▸ DATA FOR ANALYSIS
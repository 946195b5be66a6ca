/// Whether a path endpoint should accept connections unconditionally, or
/// only once its matching south-side plugin is known to be connected. This
/// core only has one south-monitoring collaborator out of scope (§1), so
/// `ConnectIfSouthConnected` currently behaves identically to `Always`; it
/// is kept as a distinct variant so a future south-monitoring integration
/// has somewhere to plug in.
#[derive(Debug, Clone, Copy, PartialEq, Eq, Default)]
pub enum Mode {
	#[default]
	Always,
	ConnectIfSouthConnected,
}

▸ WHAT THE TASK REQUIRES
Could the entire listing be repeated exactly as written?

▸ EXERCISE RESPONSE
repository 946195b5be66a6ca
/// Whether a path endpoint should accept connections unconditionally, or
/// only once its matching south-side plugin is known to be connected. This
/// core only has one south-monitoring collaborator out of scope (§1), so
/// `ConnectIfSouthConnected` currently behaves identically to `Always`; it
/// is kept as a distinct variant so a future south-monitoring integration
/// has somewhere to plug in.
#[derive(Debug, Clone, Copy, PartialEq, Eq, Default)]
pub enum Mode {
	#[default]
	Always,
	ConnectIfSouthConnected,
}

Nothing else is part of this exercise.